Well, actually, he had already been there for a while.
The mummy has been on display at Massachusetts General Hospital, one of the nation’s oldest, since it received him as a gift from the city of Boston in 1823 as a medical oddity. He is one of the first complete mummies brought to the United States.
A conservator trained in restoring ancient artifacts removed him from his coffin Friday and began using cotton swabs dabbed in saliva to wipe away salt deposits from his face. The salt has been slowly seeping out of his tissue, a result of the mummification process.
Mimi Leveque, the conservator, also used a tiny brush to wipe the film of white salt and used a small vacuum cleaner to remove the fine dust from skin darkened by mummification resins.
“I suppose you could say it was something very similar to a facelift, maybe more; maybe he is getting a facial in a spa, perhaps,” she said.
Experts are also expected to do minor repair and stabilization work on his coffin. The whole process is expected to take three days.
The mummy and his coffin will then be moved to a special horizontal case, in which they will lie next to each other, in the Ether Dome, a surgical amphitheater where William T. G. Morton demonstrated the first public surgery using anesthetic on Oct. 16, 1846.
Padihershef was a 40-year-old stonecutter in the necropolis in Thebes, an ancient city on the west bank of the Nile, in what is today’s Luxor.
“He was probably someone who was employed to open up the ground and to create the tombs for the kings in the Valley of Kings,” said Leveque, who specializes in Egyptian antiquities.
The mummy was a gift from a Dutch diplomat who was happy with Boston’s hospitality. The artifact’s arrival created quite a stir, and trustees of the hospital leased it to an entrepreneur who charged visitors $2.50 each to see it during a tour of American cities that extended as far south as Charleston, S.C., officials said.
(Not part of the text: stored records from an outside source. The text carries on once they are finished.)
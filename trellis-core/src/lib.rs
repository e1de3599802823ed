//! Trellis Core
//!
//! A client-side reactive UI engine: fine-grained dependency tracking
//! decides *when* to re-render, and keyed tree reconciliation with
//! longest-increasing-subsequence move minimization decides *how* to apply
//! a re-render with minimal host mutation.
//!
//! # Layers
//!
//! - [`reactive`]: trackers, value cells, reactive aggregates, derived
//!   values, the observer registry, scopes, and the cooperative scheduler.
//! - [`tree`]: the vnode model, the creation API, and the reconciler.
//! - [`widget`]: the lifecycle controller driving mount, update,
//!   activate/deactivate and unmount, plus render-error routing.
//! - [`host`]: the adapter interface the engine mutates output through,
//!   with an in-memory implementation for headless use.
//!
//! # Execution model
//!
//! Single-threaded and cooperative. Mutations coalesce into batched
//! notifications delivered at [`reactive::scheduler::flush`]; widget
//! re-renders park on the render-frame queue until
//! [`reactive::scheduler::run_frame`]. [`reactive::scheduler::settle`]
//! alternates the two until idle.
//!
//! ```
//! use std::sync::Arc;
//! use trellis_core::host::{HostAdapter, MemoryHost};
//! use trellis_core::reactive::{scheduler, Value, ValueCell};
//! use trellis_core::tree::{Reconciler, VNode};
//! use trellis_core::widget::WidgetDef;
//!
//! let host = Arc::new(MemoryHost::new());
//! let count = ValueCell::new(Value::from(0));
//!
//! let cell = count.clone();
//! let counter = WidgetDef::builder("counter", move |_props| {
//!     Ok(VNode::text(&cell.get().to_string()))
//! })
//! .build();
//!
//! let node = VNode::widget(counter, Default::default(), None);
//! let reconciler = Reconciler::new(host.clone() as Arc<dyn HostAdapter>);
//! reconciler.mount(&node, host.root(), None).unwrap();
//! assert_eq!(host.render_to_string(host.root()), "<root>0</root>");
//!
//! count.set(Value::from(1));
//! scheduler::settle();
//! assert_eq!(host.render_to_string(host.root()), "<root>1</root>");
//! ```

pub mod error;
pub mod host;
pub mod reactive;
pub mod tree;
pub mod widget;

pub use error::{ErrorInfo, RenderError, TreeError};
pub use host::{HostAdapter, HostNode, MemoryHost};
pub use reactive::{
    collect, DerivedValue, Listener, ObjectId, PropKey, ReactiveObject, Scope, Value, ValueCell,
};
pub use tree::{Key, NodeKind, Reconciler, VNode};
pub use widget::{Widget, WidgetDef, WidgetPhase};
//! Value Model
//!
//! The reactive layer intercepts reads and writes on dynamic values. Since
//! Rust has no native property interception, aggregates are accessed through
//! explicit wrapper types and every access funnels through a small set of
//! typed keys.
//!
//! # Pieces
//!
//! - `Value`: the dynamic value union. Raw aggregates (`List`, `Map`) are
//!   plain data; they are promoted to `Reactive` wrappers lazily, on the
//!   first read that happens through a reactive container.
//!
//! - `PropKey`: the property key union, including the synthetic keys used
//!   for occupancy (`Length` for sequences, `Size` for keyed collections),
//!   the single-value key (`Value`) and the reserved all-changes marker
//!   (`All`).
//!
//! - `ObjectId`: unique identity for every reactive container. Identity is
//!   what dependency edges and listener registrations are keyed on.

use std::fmt;
use std::sync::atomic::{AtomicU64, Ordering};
use std::sync::Arc;

use indexmap::IndexMap;
use serde::ser::{Serialize, SerializeMap, SerializeSeq, Serializer};

use super::cell::ValueCell;
use super::object::ReactiveObject;

/// Unique identifier for a reactive container (object, cell or derived value).
#[derive(Debug, Clone, Copy, PartialEq, Eq, Hash)]
pub struct ObjectId(u64);

impl ObjectId {
    /// Generate a new unique object ID.
    ///
    /// Uses an atomic counter to ensure uniqueness across threads.
    pub fn new() -> Self {
        static COUNTER: AtomicU64 = AtomicU64::new(0);
        Self(COUNTER.fetch_add(1, Ordering::Relaxed))
    }

    /// Get the raw ID value.
    pub fn raw(&self) -> u64 {
        self.0
    }
}

impl Default for ObjectId {
    fn default() -> Self {
        Self::new()
    }
}

/// A property key on a reactive container.
#[derive(Debug, Clone, PartialEq, Eq, Hash)]
pub enum PropKey {
    /// A named property on a record or keyed collection.
    Named(Arc<str>),

    /// A numeric index into a sequence.
    Index(usize),

    /// Synthetic occupancy key for sequences.
    Length,

    /// Synthetic occupancy key for keyed collections.
    Size,

    /// The single-value key used by value cells and derived values.
    Value,

    /// Reserved all-changes marker. Listeners registered under this key
    /// observe every property of the object and receive the changed-key set.
    All,
}

impl PropKey {
    /// Shorthand for a named key.
    pub fn named(name: &str) -> Self {
        PropKey::Named(Arc::from(name))
    }
}

impl fmt::Display for PropKey {
    fn fmt(&self, f: &mut fmt::Formatter<'_>) -> fmt::Result {
        match self {
            PropKey::Named(name) => write!(f, "{name}"),
            PropKey::Index(i) => write!(f, "[{i}]"),
            PropKey::Length => write!(f, "length"),
            PropKey::Size => write!(f, "size"),
            PropKey::Value => write!(f, "value"),
            PropKey::All => write!(f, "*"),
        }
    }
}

/// A dynamic value.
///
/// Scalars compare structurally. Reactive wrappers and cells compare by
/// identity: two handles are equal only if they refer to the same container.
#[derive(Clone)]
pub enum Value {
    Null,
    Bool(bool),
    Int(i64),
    Float(f64),
    Str(Arc<str>),

    /// A raw (not yet reactive) sequence.
    List(Vec<Value>),

    /// A raw (not yet reactive) record.
    Map(IndexMap<String, Value>),

    /// A promoted reactive aggregate.
    Reactive(ReactiveObject),

    /// A single-value reactive container.
    Cell(ValueCell),
}

impl Value {
    /// Build a string value.
    pub fn str(s: &str) -> Self {
        Value::Str(Arc::from(s))
    }

    /// True for raw aggregates that can be promoted to reactive wrappers.
    pub fn is_raw_aggregate(&self) -> bool {
        matches!(self, Value::List(_) | Value::Map(_))
    }

    /// A short name for diagnostics.
    pub fn type_name(&self) -> &'static str {
        match self {
            Value::Null => "null",
            Value::Bool(_) => "bool",
            Value::Int(_) => "int",
            Value::Float(_) => "float",
            Value::Str(_) => "string",
            Value::List(_) => "list",
            Value::Map(_) => "map",
            Value::Reactive(_) => "reactive",
            Value::Cell(_) => "cell",
        }
    }
}

impl PartialEq for Value {
    fn eq(&self, other: &Self) -> bool {
        match (self, other) {
            (Value::Null, Value::Null) => true,
            (Value::Bool(a), Value::Bool(b)) => a == b,
            (Value::Int(a), Value::Int(b)) => a == b,
            (Value::Float(a), Value::Float(b)) => a == b,
            (Value::Str(a), Value::Str(b)) => a == b,
            (Value::List(a), Value::List(b)) => a == b,
            (Value::Map(a), Value::Map(b)) => a == b,
            (Value::Reactive(a), Value::Reactive(b)) => a.id() == b.id(),
            (Value::Cell(a), Value::Cell(b)) => a.id() == b.id(),
            _ => false,
        }
    }
}

impl fmt::Debug for Value {
    fn fmt(&self, f: &mut fmt::Formatter<'_>) -> fmt::Result {
        match self {
            Value::Null => write!(f, "null"),
            Value::Bool(b) => write!(f, "{b}"),
            Value::Int(i) => write!(f, "{i}"),
            Value::Float(x) => write!(f, "{x}"),
            Value::Str(s) => write!(f, "{s:?}"),
            Value::List(items) => f.debug_list().entries(items).finish(),
            Value::Map(map) => f.debug_map().entries(map.iter()).finish(),
            Value::Reactive(o) => write!(f, "Reactive({:?})", o.snapshot()),
            Value::Cell(c) => write!(f, "Cell({:?})", c.peek()),
        }
    }
}

impl fmt::Display for Value {
    fn fmt(&self, f: &mut fmt::Formatter<'_>) -> fmt::Result {
        match self {
            Value::Null => Ok(()),
            Value::Str(s) => write!(f, "{s}"),
            Value::Cell(c) => write!(f, "{}", c.peek()),
            Value::Reactive(o) => write!(f, "{}", o.snapshot()),
            other => write!(f, "{other:?}"),
        }
    }
}

impl Serialize for Value {
    /// Serializes a deep snapshot: reactive wrappers and cells serialize
    /// their current contents, not their identity.
    fn serialize<S: Serializer>(&self, serializer: S) -> Result<S::Ok, S::Error> {
        match self {
            Value::Null => serializer.serialize_unit(),
            Value::Bool(b) => serializer.serialize_bool(*b),
            Value::Int(i) => serializer.serialize_i64(*i),
            Value::Float(x) => serializer.serialize_f64(*x),
            Value::Str(s) => serializer.serialize_str(s),
            Value::List(items) => {
                let mut seq = serializer.serialize_seq(Some(items.len()))?;
                for item in items {
                    seq.serialize_element(item)?;
                }
                seq.end()
            }
            Value::Map(map) => {
                let mut out = serializer.serialize_map(Some(map.len()))?;
                for (k, v) in map {
                    out.serialize_entry(k, v)?;
                }
                out.end()
            }
            Value::Reactive(o) => o.snapshot().serialize(serializer),
            Value::Cell(c) => c.peek().serialize(serializer),
        }
    }
}

impl From<bool> for Value {
    fn from(v: bool) -> Self {
        Value::Bool(v)
    }
}

impl From<i64> for Value {
    fn from(v: i64) -> Self {
        Value::Int(v)
    }
}

impl From<i32> for Value {
    fn from(v: i32) -> Self {
        Value::Int(v as i64)
    }
}

impl From<f64> for Value {
    fn from(v: f64) -> Self {
        Value::Float(v)
    }
}

impl From<&str> for Value {
    fn from(v: &str) -> Self {
        Value::Str(Arc::from(v))
    }
}

impl From<String> for Value {
    fn from(v: String) -> Self {
        Value::Str(Arc::from(v.as_str()))
    }
}

impl From<Vec<Value>> for Value {
    fn from(v: Vec<Value>) -> Self {
        Value::List(v)
    }
}

impl From<IndexMap<String, Value>> for Value {
    fn from(v: IndexMap<String, Value>) -> Self {
        Value::Map(v)
    }
}

impl From<ReactiveObject> for Value {
    fn from(v: ReactiveObject) -> Self {
        Value::Reactive(v)
    }
}

impl From<ValueCell> for Value {
    fn from(v: ValueCell) -> Self {
        Value::Cell(v)
    }
}

#[cfg(test)]
mod tests {
    use super::*;

    #[test]
    fn object_ids_are_unique() {
        let id1 = ObjectId::new();
        let id2 = ObjectId::new();
        assert_ne!(id1, id2);
    }

    #[test]
    fn scalar_values_compare_structurally() {
        assert_eq!(Value::from(5), Value::from(5));
        assert_ne!(Value::from(5), Value::from(6));
        assert_eq!(Value::from("a"), Value::from("a"));
        assert_ne!(Value::from(5), Value::from(5.0));
        assert_eq!(Value::Null, Value::Null);
    }

    #[test]
    fn raw_aggregates_compare_structurally() {
        let a = Value::List(vec![Value::from(1), Value::from(2)]);
        let b = Value::List(vec![Value::from(1), Value::from(2)]);
        let c = Value::List(vec![Value::from(1)]);
        assert_eq!(a, b);
        assert_ne!(a, c);
    }

    #[test]
    fn cells_compare_by_identity() {
        let a = ValueCell::new(Value::from(1));
        let b = ValueCell::new(Value::from(1));
        assert_ne!(Value::Cell(a.clone()), Value::Cell(b));
        assert_eq!(Value::Cell(a.clone()), Value::Cell(a));
    }

    #[test]
    fn serialization_snapshots_container_contents() {
        let record = ReactiveObject::record(IndexMap::from_iter([(
            "count".to_string(),
            Value::Cell(ValueCell::new(Value::from(3))),
        )]));
        let value = Value::List(vec![
            Value::Null,
            Value::from("hi"),
            Value::Reactive(record),
        ]);
        assert_eq!(
            serde_json::to_string(&value).unwrap(),
            r#"[null,"hi",{"count":3}]"#
        );
    }

    #[test]
    fn prop_key_display() {
        assert_eq!(PropKey::named("title").to_string(), "title");
        assert_eq!(PropKey::Index(3).to_string(), "[3]");
        assert_eq!(PropKey::All.to_string(), "*");
    }
}
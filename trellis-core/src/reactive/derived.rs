//! Derived Values
//!
//! A `DerivedValue` computes its value from other reactive state. The
//! computation runs under dependency collection, and the derived value
//! subscribes to every edge it read. When a dependency changes the derived
//! value is marked dirty and a single recomputation is queued, so many
//! synchronous dependency writes cost one recompute at the next flush.
//!
//! Reading a derived value tracks it like any other reactive source, under
//! the synthetic `Value` key. Its own notification fires only when the
//! recomputed value genuinely differs from the cached one.

use std::sync::atomic::{AtomicBool, Ordering};
use std::sync::{Arc, RwLock, Weak};

use parking_lot::Mutex;

use super::listener::Listener;
use super::observer::{self, Delivery};
use super::scheduler;
use super::tracker;
use super::value::{ObjectId, PropKey, Value};

struct DerivedInner {
    id: ObjectId,
    getter: Box<dyn Fn() -> Value + Send + Sync>,
    setter: Option<Box<dyn Fn(Value) + Send + Sync>>,

    cache: RwLock<Option<Value>>,
    dirty: AtomicBool,

    /// Set while a recomputation job is queued; keeps many dependency
    /// changes within one cycle down to one job.
    refresh_queued: AtomicBool,
    destroyed: AtomicBool,

    /// The listener currently subscribed to the dependency edges. Replaced
    /// wholesale on every recompute.
    watcher: Mutex<Option<Listener>>,
}

/// A lazily recomputed value derived from reactive sources.
///
/// Cloning shares state; equality is identity.
#[derive(Clone)]
pub struct DerivedValue {
    inner: Arc<DerivedInner>,
}

impl DerivedValue {
    /// Create a read-only derived value.
    pub fn new<G>(getter: G) -> Self
    where
        G: Fn() -> Value + Send + Sync + 'static,
    {
        Self::build(Box::new(getter), None)
    }

    /// Create a derived value with a write path. Assignments are handed to
    /// `setter`, which is expected to mutate the underlying sources.
    pub fn with_setter<G, S>(getter: G, setter: S) -> Self
    where
        G: Fn() -> Value + Send + Sync + 'static,
        S: Fn(Value) + Send + Sync + 'static,
    {
        Self::build(Box::new(getter), Some(Box::new(setter)))
    }

    fn build(
        getter: Box<dyn Fn() -> Value + Send + Sync>,
        setter: Option<Box<dyn Fn(Value) + Send + Sync>>,
    ) -> Self {
        Self {
            inner: Arc::new(DerivedInner {
                id: ObjectId::new(),
                getter,
                setter,
                cache: RwLock::new(None),
                dirty: AtomicBool::new(true),
                refresh_queued: AtomicBool::new(false),
                destroyed: AtomicBool::new(false),
                watcher: Mutex::new(None),
            }),
        }
    }

    pub fn id(&self) -> ObjectId {
        self.inner.id
    }

    /// Read the derived value, recomputing first if a dependency changed
    /// since the last read.
    pub fn get(&self) -> Value {
        if self.is_destroyed() {
            return self.cached().unwrap_or(Value::Null);
        }

        tracker::track(self.inner.id, &PropKey::Value);

        let stale = self.inner.dirty.load(Ordering::SeqCst) || self.cached().is_none();
        if stale {
            self.refresh();
        }
        self.cached().unwrap_or(Value::Null)
    }

    fn cached(&self) -> Option<Value> {
        self.inner
            .cache
            .read()
            .expect("derived cache lock poisoned")
            .clone()
    }

    /// Recompute now: run the getter under collection, resubscribe to the
    /// freshly read edges, and announce a change only if the result differs
    /// from the cache.
    fn refresh(&self) {
        if self.is_destroyed() {
            return;
        }

        let (value, deps) = tracker::collect(|| (self.inner.getter)());

        let weak = Arc::downgrade(&self.inner);
        let watcher = Listener::new(move |_| {
            if let Some(inner) = weak.upgrade() {
                dependency_changed(&inner);
            }
        });
        for (object, key) in deps.edges() {
            let _ = observer::register(object, key, watcher.clone(), Delivery::Immediate);
        }
        if let Some(previous) = self.inner.watcher.lock().replace(watcher) {
            previous.destroy();
        }

        let (had_prior, changed) = {
            let mut cache = self.inner.cache.write().expect("derived cache lock poisoned");
            let had_prior = cache.is_some();
            let changed = cache.as_ref() != Some(&value);
            *cache = Some(value);
            (had_prior, changed)
        };
        self.inner.dirty.store(false, Ordering::SeqCst);

        if had_prior && changed {
            observer::trigger(self.inner.id, &[PropKey::Value]);
        }
    }

    /// Assign through the setter. Read-only derived values log and drop the
    /// assignment.
    pub fn set(&self, value: Value) {
        match &self.inner.setter {
            Some(setter) => setter(value),
            None => {
                tracing::warn!(
                    derived = self.inner.id.raw(),
                    "assignment to a derived value without a setter was dropped"
                );
            }
        }
    }

    /// Suspend dependency watching.
    pub fn pause(&self) {
        if let Some(watcher) = &*self.inner.watcher.lock() {
            watcher.pause();
        }
    }

    /// Resume dependency watching. Changes may have been missed while
    /// paused, so the value is marked stale.
    pub fn unpause(&self) {
        if let Some(watcher) = &*self.inner.watcher.lock() {
            watcher.unpause();
        }
        self.inner.dirty.store(true, Ordering::SeqCst);
    }

    /// Stop watching dependencies. The last computed value stays readable.
    pub fn destroy(&self) {
        if self.inner.destroyed.swap(true, Ordering::SeqCst) {
            return;
        }
        if let Some(watcher) = self.inner.watcher.lock().take() {
            watcher.destroy();
        }
    }

    pub fn is_destroyed(&self) -> bool {
        self.inner.destroyed.load(Ordering::SeqCst)
    }
}

fn dependency_changed(inner: &Arc<DerivedInner>) {
    if inner.destroyed.load(Ordering::SeqCst) {
        return;
    }
    inner.dirty.store(true, Ordering::SeqCst);

    if inner.refresh_queued.swap(true, Ordering::SeqCst) {
        return;
    }
    let weak = Arc::downgrade(inner);
    scheduler::enqueue(Box::new(move || {
        if let Some(inner) = weak.upgrade() {
            inner.refresh_queued.store(false, Ordering::SeqCst);
            if inner.dirty.load(Ordering::SeqCst) && !inner.destroyed.load(Ordering::SeqCst) {
                DerivedValue { inner }.refresh();
            }
        }
    }));
}

impl PartialEq for DerivedValue {
    fn eq(&self, other: &Self) -> bool {
        self.inner.id == other.inner.id
    }
}

impl std::fmt::Debug for DerivedValue {
    fn fmt(&self, f: &mut std::fmt::Formatter<'_>) -> std::fmt::Result {
        f.debug_struct("DerivedValue")
            .field("id", &self.inner.id)
            .field("dirty", &self.inner.dirty.load(Ordering::SeqCst))
            .field("destroyed", &self.is_destroyed())
            .finish()
    }
}
//! Fine-Grained Reactivity
//!
//! The reactive core: dependency tracking, change notification, and the
//! cooperative scheduler that batches delivery.
//!
//! # Architecture
//!
//! - [`tracker`] records which `(object, key)` pairs a function reads.
//! - [`observer`] maps `(object, key)` to listener sets and dispatches
//!   change announcements.
//! - [`scheduler`] coalesces batched notifications and re-render work into
//!   explicit drain points (`flush`, `run_frame`, `settle`).
//! - [`object`] and [`cell`] are the reactive data holders; [`derived`]
//!   computes values from them with automatic resubscription.
//! - [`scope`] owns effects and tears them down with their widget.
//!
//! Execution is single-threaded and cooperative; thread-local state carries
//! the ambient tracking and scope context.

pub mod cell;
pub mod derived;
pub mod listener;
pub mod object;
pub mod observer;
pub mod scheduler;
pub mod scope;
pub mod tracker;
pub mod value;

pub use cell::ValueCell;
pub use derived::DerivedValue;
pub use listener::{Listener, ListenerId};
pub use object::{AggregateKind, ReactiveObject};
pub use observer::{Delivery, Subscription};
pub use scheduler::Deferred;
pub use scope::{AmbientSnapshot, OwnedEffect, Scope};
pub use tracker::{collect, DependencyMap};
pub use value::{ObjectId, PropKey, Value};
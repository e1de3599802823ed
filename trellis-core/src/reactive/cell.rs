//! Value Cell
//!
//! A `ValueCell` holds a single mutable value behind a reactive handle.
//! Reads track it under the synthetic `Value` key; writes compare against
//! the current value and notify only on a genuine change.
//!
//! Cells stored inside a [`ReactiveObject`](super::object::ReactiveObject)
//! unwrap transparently on property reads, and property writes go through
//! the cell rather than replacing it.

use std::fmt;
use std::sync::{Arc, RwLock};

use super::observer;
use super::tracker;
use super::value::{ObjectId, PropKey, Value};

struct CellInner {
    id: ObjectId,
    value: RwLock<Value>,
}

/// A single reactive value slot.
///
/// Cloning shares the slot; equality is identity.
#[derive(Clone)]
pub struct ValueCell {
    inner: Arc<CellInner>,
}

impl ValueCell {
    pub fn new(value: Value) -> Self {
        Self {
            inner: Arc::new(CellInner {
                id: ObjectId::new(),
                value: RwLock::new(value),
            }),
        }
    }

    pub fn id(&self) -> ObjectId {
        self.inner.id
    }

    /// Read the value, registering a dependency edge when tracking is
    /// active. Raw aggregates promote to reactive wrappers on first read.
    pub fn get(&self) -> Value {
        tracker::track(self.inner.id, &PropKey::Value);

        let mut value = self.inner.value.write().expect("cell value lock poisoned");
        super::object::promote_in_place(&mut value);
        value.clone()
    }

    /// Read the value without tracking or promotion.
    pub fn peek(&self) -> Value {
        self.inner.value.read().expect("cell value lock poisoned").clone()
    }

    /// Replace the value. Returns true if it actually changed.
    pub fn set(&self, value: Value) -> bool {
        {
            let mut current = self.inner.value.write().expect("cell value lock poisoned");
            if *current == value {
                return false;
            }
            *current = value;
        }
        observer::trigger(self.inner.id, &[PropKey::Value]);
        true
    }

    /// Replace the value with a function of the current one.
    pub fn update(&self, f: impl FnOnce(&Value) -> Value) -> bool {
        let next = f(&self.peek());
        self.set(next)
    }
}

impl PartialEq for ValueCell {
    fn eq(&self, other: &Self) -> bool {
        self.inner.id == other.inner.id
    }
}

impl fmt::Debug for ValueCell {
    fn fmt(&self, f: &mut fmt::Formatter<'_>) -> fmt::Result {
        f.debug_struct("ValueCell")
            .field("id", &self.inner.id)
            .field("value", &self.peek())
            .finish()
    }
}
No one knows exactly how the man who became a mummy lived or died. Experts are exploring those questions through a conservation project supported by the hospital and donors.
He had been greeting visitors to the hospital from his upright, open sarcophagus. He was removed from his case in March and taken on a patient stretcher to the imaging suites in the hospital, where technicians subjected him to full body X-ray and CT scanning.
Experts were surprised to see a broom handle embedded at the base of his head and running through his torso in what likely was a crude attempt to stabilize his head. There are no records to indicate when the repair was done and by whom, the hospital said on its website.
The study was intended to produce images that could be compared with those gleaned from exams conducted in 1931 and 1976 and to determine the condition of his bones. Those earlier tests revealed his bones had interrupted growth lines that indicate a severe childhood illness that resulted in stunted growth.
They also showed the mummy still has the brain in his skull, a rarity because it was typically removed to eliminate the chance of decomposition.